Il ne s'agit pas seulement d'affiner un tableau fait de convergences, de stratifications, d'emprunts ou de différences marquées. Il s'agit surtout de se donner les moyens de l'intelligence des phénomènes que l'on étudie, c'est-à-dire ceux de la comparaison dans le temps et dans l'espace. Or la Méditerranée s'offre comme un cadre idéal à l'exercice d'un comparatisme raisonné : les situations sont suffisamment proches et distinctes tout à la fois pour donner prise aux confrontations fécondes qui arrachent aux fausses évidences, sans sombrer dans les risques d'un comparatisme spéculatif qui met en parallèle des cas trop éloignés. S'agirait-il, dès lors, de présenter l'espace méditerranéen comme une épreuve méthodologique ? Peut-être...Mais, ce faisant, nous retrouvons une dimension fondamentale de la vie en Méditerranée, la confrontation permanente avec l'Autre qui coexiste dans le même espace, parcourt, colonise ou marquète de sa présence les territoires. Chacun se définit ici, encore plus peut-être qu'ailleurs, dans un jeu de miroirs (de traditions, de comportements, de conviction religieuse) avec son voisin. Comment comprendre les pratiques alimentaires ou vestimentaires, par exemple, indépendamment de ces processus de différenciation ? Comment concevoir des anthropologies du judaïsme, du christianisme, de l'islam, repliées sur elles-mêmes, insensibles aux filiations et aux ruptures fondatrices, et aux distinctions souvent quotidiennement vécues et affichées ?
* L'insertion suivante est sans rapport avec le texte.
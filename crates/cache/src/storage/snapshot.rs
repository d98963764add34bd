//! Snapshot payload encoding

use super::format;
use crate::entry::CacheEntry;
use lru::LruCache;
use rampart_core::{codes, Error, Result};
use serde::de::DeserializeOwned;
use serde::{Deserialize, Serialize};
use std::time::{Duration, SystemTime, UNIX_EPOCH};

/// One persisted entry
///
/// Values are stored as JSON so the payload stays readable by any `V`
/// with serde support; the surrounding list is bincode.
#[derive(Debug, Clone, PartialEq, Eq, Serialize, Deserialize)]
pub struct SnapshotRecord {
    pub key: String,
    pub value: Vec<u8>,
    pub expires_at_ms: Option<i64>,
}

/// A record decoded back into a live value
pub(crate) struct Restored<V> {
    pub key: String,
    pub value: V,
    pub expires_at: Option<SystemTime>,
}

/// Encode the live entries of `store` in LRU to MRU order
pub(crate) fn encode_entries<V: Serialize>(
    store: &LruCache<String, CacheEntry<V>>,
    now: SystemTime,
) -> Result<Vec<u8>> {
    let mut records = Vec::with_capacity(store.len());
    // `iter` walks MRU first
    for (key, entry) in store.iter().rev() {
        if entry.is_expired(now) {
            continue;
        }
        let value = serde_json::to_vec(&entry.value)
            .map_err(|e| Error::from(e).with_context("key", key))?;
        records.push(SnapshotRecord {
            key: key.clone(),
            value,
            expires_at_ms: entry.expires_at.map(to_epoch_ms),
        });
    }

    let payload = bincode::serialize(&records).map_err(|e| {
        Error::cache(
            codes::SERIALIZATION_FAILED,
            format!("failed to encode snapshot: {e}"),
        )
    })?;
    Ok(format::frame(&payload))
}

/// Decode a snapshot, dropping records that expired while it sat on disk
pub(crate) fn decode_entries<V: DeserializeOwned>(
    bytes: &[u8],
    now: SystemTime,
) -> Result<Vec<Restored<V>>> {
    let payload = format::unframe(bytes)?;
    let records: Vec<SnapshotRecord> = bincode::deserialize(payload).map_err(|e| {
        Error::cache(
            codes::CACHE_LOAD_FAILED,
            format!("failed to decode snapshot records: {e}"),
        )
    })?;

    let mut restored = Vec::with_capacity(records.len());
    for record in records {
        let expires_at = record.expires_at_ms.map(from_epoch_ms);
        if expires_at.is_some_and(|at| now >= at) {
            continue;
        }
        let value = serde_json::from_slice(&record.value).map_err(|e| {
            Error::cache(
                codes::CACHE_LOAD_FAILED,
                format!("failed to decode value for key '{}'", record.key),
            )
            .with_context("key", &record.key)
            .with_cause(e.into())
        })?;
        restored.push(Restored {
            key: record.key,
            value,
            expires_at,
        });
    }
    Ok(restored)
}

fn to_epoch_ms(at: SystemTime) -> i64 {
    match at.duration_since(UNIX_EPOCH) {
        Ok(since) => i64::try_from(since.as_millis()).unwrap_or(i64::MAX),
        Err(_) => 0,
    }
}

fn from_epoch_ms(ms: i64) -> SystemTime {
    UNIX_EPOCH + Duration::from_millis(u64::try_from(ms).unwrap_or(0))
}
Si la Méditerranée invite tant à la comparaison, c'est que les Méditerranéens eux-mêmes sont, dans leurs grands textes comme dans leurs propos de tous les jours,  d'inlassables comparatistes.

L'espace euroméditerranéen offre, tout d'abord, un cadre idéal à un comparatisme raisonné et à bonne distance, ni trop proche ni trop lointain. Les populations qui s'y côtoient et s'y confrontent partagent les mêmes origines religieuses (la tradition abrahamique) ; le passé y est une suite de confrontations tantôt pacifiques, tantôt belliqueuses ; chacun se définit ici, encore plus peut-être qu'ailleurs, dans un jeu de miroirs (de comportements, d'affiliations, de convictions) avec son voisin. Comment comprendre, par exemple, les pratiques alimentaires et vestimentaires des uns et des autres indépendamment de ces processus de différenciation ? Comment concevoir des anthropologies des judaïsmes, des christianismes et des islams, repliées sur elles-mêmes, insensibles aux filiations et aux ruptures fondatrices et aux distinctions quotidiennement vécues et affichées ? Si l'espace euroméditerranéen invite tant à la comparaison, c'est que, d'une part, les groupes qui le peuplent et se côtoient, sont, par le jeu incessant des échanges, des migrations, des frictions, d'inlassables comparatistes ; c'est que, d'autre part, les pratiques des uns ne s'éclairent que par celles des autres si bien que ce monde en est venu à former un système de différences complémentaires.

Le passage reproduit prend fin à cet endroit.